Added: relstorage/trunk/notes/migrate-1.0.1.txt
===================================================================
--- relstorage/trunk/notes/migrate-1.0.1.txt (rev 0)
+++ relstorage/trunk/notes/migrate-1.0.1.txt 2008-04-01 03:03:20 UTC (rev 85051)
@@ -0,0 +1,9 @@
+
+Migrating from version 1.0.1
+
+Create a new index on the object_state table. The new pack code will
+probably crawl if this index is missing. This statement works in all 3
+supported databases:
+
+ CREATE INDEX object_state_prev_tid ON object_state (prev_tid);
+
Modified: relstorage/trunk/relstorage/adapters/common.py
===================================================================
--- relstorage/trunk/relstorage/adapters/common.py 2008-04-01 01:51:37 UTC (rev 85050)
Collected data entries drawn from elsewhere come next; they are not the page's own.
//! Stop/target calculator: zone width plus an optional ATR buffer become
//! the final stop distance, profit targets, and per-contract dollar risk.

use rust_decimal::prelude::ToPrimitive;
use rust_decimal::Decimal;
use serde::{Deserialize, Serialize};

use crate::error::{Error, Result};
use crate::models::MarketSpec;
use super::input::CalculationInput;

/// Stop distance, targets, and per-contract risk for one trade.
#[derive(Debug, Clone, PartialEq, Serialize, Deserialize)]
pub struct StopPlan {
    /// Base stop distance (the zone width) in ticks
    pub zone_width_ticks: u32,

    /// ATR buffer converted to ticks (0 when ATR is disabled)
    pub atr_buffer_ticks: u32,

    /// Raw ATR buffer in price points, before tick conversion
    pub atr_buffer_points: Decimal,

    /// Zone width plus buffer; what actually goes in the stop field
    pub final_stop_ticks: u32,

    /// First profit target in ticks (2x zone width)
    pub target1_ticks: u32,

    /// Second profit target in ticks (custom, or 5x zone width)
    pub target2_ticks: u32,

    /// Whether target 2 came from the custom override
    pub custom_target2: bool,

    /// Dollar loss per contract if the stop is hit
    pub per_contract_risk_dollars: Decimal,
}

/// Derive the stop plan from validated inputs and a market's tick economics.
///
/// The ATR buffer is strictly additive: it can widen the stop but never
/// shrink it below the zone width. The tick conversion multiplies the
/// buffer by `ticks_per_point` and rounds half-to-even; it treats the
/// ATR as quoted in full price points and is not adjusted for
/// instruments whose tick is an awkward fraction of a point.
pub fn build_stop_plan(input: &CalculationInput, market: &MarketSpec) -> Result<StopPlan> {
    let zw = input.zone_width_ticks;
    let target1_ticks = 2 * zw;
    let custom_target2 = input.custom_target2_ticks > 0;
    let target2_ticks = if custom_target2 {
        input.custom_target2_ticks
    } else {
        5 * zw
    };

    let (atr_buffer_points, atr_buffer_ticks) = if input.atr_value > Decimal::ZERO {
        let buffer = input.atr_value * input.atr_multiplier_fraction;
        let ticks = (buffer * Decimal::from(market.ticks_per_point))
            .round()
            .to_u32()
            .ok_or_else(|| {
                Error::invalid(format!("ATR buffer of {buffer} points does not fit in ticks"))
            })?;
        (buffer, ticks)
    } else {
        (Decimal::ZERO, 0)
    };

    let final_stop_ticks = zw.checked_add(atr_buffer_ticks).ok_or_else(|| {
        Error::invalid(format!(
            "stop of {zw} ticks plus ATR buffer of {atr_buffer_ticks} ticks does not fit in ticks"
        ))
    })?;
    if final_stop_ticks == 0 {
        return Err(Error::invalid("stop size resolved to zero ticks"));
    }

    Ok(StopPlan {
        zone_width_ticks: zw,
        atr_buffer_ticks,
        atr_buffer_points,
        final_stop_ticks,
        target1_ticks,
        target2_ticks,
        custom_target2,
        per_contract_risk_dollars: Decimal::from(final_stop_ticks) * market.tick_value,
    })
}

#[cfg(test)]
mod tests {
    use super::*;
    use proptest::prelude::*;
    use rust_decimal_macros::dec;

    fn mes() -> MarketSpec {
        MarketSpec::new("MES", "Micro ES", 4, dec!(1.25))
    }

    #[test]
    fn base_targets_without_atr() {
        let input = CalculationInput::new(18, dec!(1000));
        let plan = build_stop_plan(&input, &mes()).unwrap();
        assert_eq!(plan.final_stop_ticks, 18);
        assert_eq!(plan.atr_buffer_ticks, 0);
        assert_eq!(plan.target1_ticks, 36);
        assert_eq!(plan.target2_ticks, 90);
        assert!(!plan.custom_target2);
        assert_eq!(plan.per_contract_risk_dollars, dec!(22.50));
    }

    #[test]
    fn small_atr_buffer_rounds_to_zero_ticks() {
        // 2.0 ATR * 2% = 0.04 points; 0.04 * 4 ticks/pt = 0.16 -> 0 ticks
        let mut input = CalculationInput::new(18, dec!(1000));
        input.atr_value = dec!(2.0);
        let plan = build_stop_plan(&input, &mes()).unwrap();
        assert_eq!(plan.atr_buffer_points, dec!(0.04));
        assert_eq!(plan.atr_buffer_ticks, 0);
        assert_eq!(plan.final_stop_ticks, 18);
    }

    #[test]
    fn large_atr_widens_the_stop() {
        // 50 ATR * 2% = 1.0 point = 4 ticks on MES
        let mut input = CalculationInput::new(18, dec!(1000));
        input.atr_value = dec!(50);
        let plan = build_stop_plan(&input, &mes()).unwrap();
        assert_eq!(plan.atr_buffer_ticks, 4);
        assert_eq!(plan.final_stop_ticks, 22);
        // Per-contract risk reflects the buffered stop
        assert_eq!(plan.per_contract_risk_dollars, dec!(27.50));
    }

    #[test]
    fn stop_composition_past_u32_errors_cleanly() {
        // Buffer of 4e9 ticks on its own fits u32, but added to a
        // maximal zone width the sum does not
        let mut input =
            CalculationInput::new(crate::engine::MAX_ZONE_WIDTH_TICKS, dec!(1000));
        input.atr_value = dec!(50_000_000_000); // * 2% * 4 ticks/pt = 4e9 ticks
        let err = build_stop_plan(&input, &mes()).unwrap_err();
        assert!(matches!(err, Error::InvalidInput(_)));
    }

    #[test]
    fn custom_target2_overrides_default() {
        let mut input = CalculationInput::new(18, dec!(1000));
        input.custom_target2_ticks = 120;
        let plan = build_stop_plan(&input, &mes()).unwrap();
        assert_eq!(plan.target2_ticks, 120);
        assert!(plan.custom_target2);
    }

    #[test]
    fn tick_conversion_rounds_half_even() {
        // 12.5 ATR * 2% = 0.25 points; on MYM (1 tick/pt) 0.25 -> 0;
        // on M2K (10 ticks/pt) 2.5 rounds half-even to 2
        let mut input = CalculationInput::new(10, dec!(1000));
        input.atr_value = dec!(12.5);
        let mym = MarketSpec::new("MYM", "Micro YM", 1, dec!(0.50));
        assert_eq!(build_stop_plan(&input, &mym).unwrap().atr_buffer_ticks, 0);
        let m2k = MarketSpec::new("M2K", "Micro RTY", 10, dec!(0.50));
        assert_eq!(build_stop_plan(&input, &m2k).unwrap().atr_buffer_ticks, 2);
    }

    proptest! {
        /// ATR additivity: a positive ATR never shrinks the stop below
        /// the zone width, and zero ATR leaves it untouched.
        #[test]
        fn atr_is_strictly_additive(
            zw in 1u32..5_000,
            atr_cents in 0u32..100_000,
        ) {
            let mut input = CalculationInput::new(zw, dec!(1000));
            input.atr_value = Decimal::from(atr_cents) / dec!(100);
            let plan = build_stop_plan(&input, &mes()).unwrap();
            prop_assert!(plan.final_stop_ticks >= zw);
            if atr_cents == 0 {
                prop_assert_eq!(plan.final_stop_ticks, zw);
            }
        }

        /// Monotonic stop: per-contract risk is non-decreasing in the
        /// final stop size for a fixed tick value.
        #[test]
        fn risk_monotone_in_stop(zw1 in 1u32..5_000, zw2 in 1u32..5_000) {
            let market = mes();
            let p1 = build_stop_plan(&CalculationInput::new(zw1, dec!(1000)), &market).unwrap();
            let p2 = build_stop_plan(&CalculationInput::new(zw2, dec!(1000)), &market).unwrap();
            if p1.final_stop_ticks <= p2.final_stop_ticks {
                prop_assert!(p1.per_contract_risk_dollars <= p2.per_contract_risk_dollars);
            }
        }
    }
}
+++ relstorage/trunk/relstorage/adapters/common.py 2008-04-01 03:03:20 UTC (rev 85051)
@@ -16,6 +16,7 @@
from ZODB.POSException import UndoError
import logging
+import time
log = logging.getLogger("relstorage.adapters.common")
@@ -87,6 +88,13 @@
""",
'reset_temp_undo': "DROP TABLE temp_undo",
+
+ 'transaction_has_data': """
+ SELECT tid
+ FROM object_state
+ WHERE tid = %(tid)s
+ LIMIT 1
+ """,
}
@@ -647,23 +655,27 @@
cursor.execute("LOCK TABLE commit_lock IN EXCLUSIVE MODE")
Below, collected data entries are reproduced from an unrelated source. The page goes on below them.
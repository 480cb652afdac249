//! The full calculation result handed to the presentation layer.

use rust_decimal::Decimal;
use serde::{Deserialize, Serialize};

use super::sizing::{GuardrailReport, GuardrailWarning};
use super::stops::StopPlan;
use super::trail::TrailSchedule;

/// Ticks added to the breakeven stop once the trigger is reached.
pub const BREAKEVEN_PLUS_TICKS: u32 = 1;

/// Everything one calculation produces. Built fresh per call; carries no
/// state between invocations.
#[derive(Debug, Clone, PartialEq, Serialize, Deserialize)]
pub struct CalculationResult {
    // === Stop & targets ===
    /// Stop distance, targets, and per-contract risk
    pub stops: StopPlan,

    /// Breakeven trigger: move the stop once price runs this many ticks
    pub breakeven_trigger_ticks: u32,

    /// Offset past entry for the moved breakeven stop
    pub breakeven_plus_ticks: u32,

    /// Per-contract P&L if target 1 fills
    pub target1_dollars_per_contract: Decimal,

    /// Per-contract P&L if target 2 fills
    pub target2_dollars_per_contract: Decimal,

    // === Trail ===
    /// 3-step auto-trail schedule for the runner
    pub trail: TrailSchedule,

    // === Sizing ===
    /// Risk-based count, safety/runner split, and guardrail reconciliation
    pub max_contracts_by_risk: u32,
    pub qty_safety: u32,
    pub qty_runner: u32,
    pub used_risk_dollars: Decimal,
    pub unused_risk_dollars: Decimal,

    /// Funded-account caps; `None` when no plan was supplied
    pub guardrails: Option<GuardrailReport>,

    /// Advisory guardrail breaches, in report order
    pub warnings: Vec<GuardrailWarning>,
}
- def pack(self, pack_tid):
+ def _release_commit_lock(self, cursor):
+ """Release the commit lock during packing"""
+ # no action needed
+ pass
+
+
+ def pack(self, pack_tid, max_batch_time=1.0, delay_time=1.0):
"""Pack. Requires populated pack tables."""
# Read committed mode is sufficient.
conn, cursor = self.open()
try:
try:
- log.info("pack: start, pack_tid = %d", pack_tid)
-
stmt = """
- SELECT COUNT(1)
+ SELECT tid
FROM transaction
WHERE tid > 0
AND tid <= %(pack_tid)s
"""
self._run_script_stmt(cursor, stmt, {'pack_tid': pack_tid})
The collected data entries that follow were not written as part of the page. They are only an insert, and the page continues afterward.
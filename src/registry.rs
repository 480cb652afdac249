//! Immutable lookup tables for market specs and funded-account plans.
//!
//! Both registries are populated once at startup and never mutated, so a
//! host can share them freely across threads. They are plain objects rather
//! than module-level statics so tests can fabricate their own catalogs.

use rust_decimal::Decimal;
use rust_decimal_macros::dec;

use crate::error::{Error, Result};
use crate::models::{AccountPlan, MarketSpec, ScalingTier};

/// Read-only table of market tick specs, looked up by symbol.
#[derive(Debug, Clone)]
pub struct MarketRegistry {
    markets: Vec<MarketSpec>,
}

impl MarketRegistry {
    pub fn new(markets: Vec<MarketSpec>) -> Self {
        Self { markets }
    }

    /// Built-in CME Group market catalog.
    pub fn builtin() -> Self {
        fn m(symbol: &str, name: &str, ticks_per_point: u32, tick_value: Decimal) -> MarketSpec {
            MarketSpec::new(symbol, name, ticks_per_point, tick_value)
        }
        Self::new(vec![
            // Equity index
            m("MES", "Micro ES", 4, dec!(1.25)),
            m("ES", "E-mini ES", 4, dec!(12.50)),
            m("MNQ", "Micro NQ", 4, dec!(0.50)),
            m("NQ", "E-mini NQ", 4, dec!(5.00)),
            m("MYM", "Micro YM", 1, dec!(0.50)),
            m("YM", "E-mini YM", 1, dec!(5.00)),
            m("M2K", "Micro RTY", 10, dec!(0.50)),
            m("RTY", "E-mini RTY", 10, dec!(5.00)),
            // Energy (NYMEX)
            m("MCL", "Micro WTI Crude", 100, dec!(1.00)),
            m("CL", "WTI Crude Oil", 100, dec!(10.00)),
            // Metals (COMEX)
            m("MGC", "Micro Gold", 10, dec!(1.00)),
            m("GC", "Gold", 10, dec!(10.00)),
            m("SIL", "Micro Silver", 200, dec!(5.00)),
            m("SI", "Silver", 200, dec!(25.00)),
            m("HG", "Copper", 2000, dec!(12.50)),
            // Treasuries (CBOT)
            m("ZT", "2Y Note", 128, dec!(7.8125)),
            m("ZF", "5Y Note", 128, dec!(7.8125)),
            m("ZN", "10Y Note", 64, dec!(15.625)),
            m("ZB", "30Y Bond", 32, dec!(31.25)),
            // FX (CME)
            m("M6E", "Micro EUR/USD", 20000, dec!(1.25)),
            m("6E", "Euro FX", 20000, dec!(6.25)),
        ])
    }

    /// Look up a market by its symbol (case-insensitive).
    pub fn lookup(&self, symbol: &str) -> Result<&MarketSpec> {
        self.markets
            .iter()
            .find(|m| m.symbol.eq_ignore_ascii_case(symbol))
            .ok_or_else(|| Error::not_found("market", symbol))
    }

    /// All markets, in catalog order.
    pub fn all(&self) -> &[MarketSpec] {
        &self.markets
    }
}

/// Read-only table of funded-account plans, looked up by id.
#[derive(Debug, Clone)]
pub struct AccountPlanRegistry {
    plans: Vec<AccountPlan>,
}

impl AccountPlanRegistry {
    /// Build a registry from pre-validated plans.
    pub fn new(plans: Vec<AccountPlan>) -> Self {
        Self { plans }
    }

    /// Published Express funded-account plans (as of late 2023).
    ///
    /// Plan validation happens inside [`AccountPlan::new`]; a malformed
    /// ladder here is a build-time defect, not a runtime condition.
    pub fn builtin() -> Result<Self> {
        let t = ScalingTier::new;
        Ok(Self::new(vec![
            AccountPlan::new(
                "50K Express",
                dec!(50_000),
                dec!(2_500),
                dec!(2_500),
                vec![
                    t(dec!(0), 4),
                    t(dec!(1_000), 6),
                    t(dec!(2_000), 8),
                    t(dec!(3_000), 10),
                ],
            )?,
            AccountPlan::new(
                "100K Express",
                dec!(100_000),
                dec!(3_000),
                dec!(3_000),
                vec![
                    t(dec!(0), 8),
                    t(dec!(2_000), 12),
                    t(dec!(4_000), 14),
                    t(dec!(6_000), 16),
                ],
            )?,
            AccountPlan::new(
                "150K Express",
                dec!(150_000),
                dec!(3_500),
                dec!(4_500),
                vec![
                    t(dec!(0), 10),
                    t(dec!(3_000), 14),
                    t(dec!(6_000), 18),
                    t(dec!(9_000), 22),
                ],
            )?,
        ]))
    }

    /// Look up a plan by id (case-insensitive).
    pub fn lookup(&self, id: &str) -> Result<&AccountPlan> {
        self.plans
            .iter()
            .find(|p| p.id.eq_ignore_ascii_case(id))
            .ok_or_else(|| Error::not_found("account plan", id))
    }

    /// All plans, in catalog order.
    pub fn all(&self) -> &[AccountPlan] {
        &self.plans
    }
}

#[cfg(test)]
mod tests {
    use super::*;

    #[test]
    fn builtin_market_lookup() {
        let registry = MarketRegistry::builtin();
        let mes = registry.lookup("MES").unwrap();
        assert_eq!(mes.ticks_per_point, 4);
        assert_eq!(mes.tick_value, dec!(1.25));

        // Case-insensitive
        assert!(registry.lookup("mes").is_ok());
    }

    #[test]
    fn unknown_market_is_not_found() {
        let registry = MarketRegistry::builtin();
        let err = registry.lookup("BTC").unwrap_err();
        assert!(matches!(err, Error::NotFound { kind: "market", .. }));
    }

    #[test]
    fn builtin_plans_validate() {
        let registry = AccountPlanRegistry::builtin().unwrap();
        assert_eq!(registry.all().len(), 3);
        let plan = registry.lookup("50K Express").unwrap();
        assert_eq!(plan.daily_loss_limit, dec!(2_500));
    }

    #[test]
    fn unknown_plan_is_not_found() {
        let registry = AccountPlanRegistry::builtin().unwrap();
        assert!(matches!(
            registry.lookup("25K Starter").unwrap_err(),
            Error::NotFound { .. }
        ));
    }
}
- transaction_count = cursor.fetchone()[0]
+ tids = [tid for (tid,) in cursor]
stmt = """
SELECT COUNT(1)
@@ -684,91 +696,26 @@
log.info(
"pack: will pack %d transaction(s), delete %s object(s),"
" and trim %s old object(s)",
- transaction_count, delete_count, trim_count)
+ len(tids), delete_count, trim_count)
- # hold the commit lock for a moment to prevent deadlocks.
+ # Hold the commit lock while packing to prevent deadlocks.
+ # Pack in small batches of transactions in order to minimize
+ # the interruption of concurrent write operations.
+ expiration = time.time() + max_batch_time
self._hold_commit_lock(cursor)
+ for tid in tids:
+ self._pack_transaction(cursor, pack_tid, tid)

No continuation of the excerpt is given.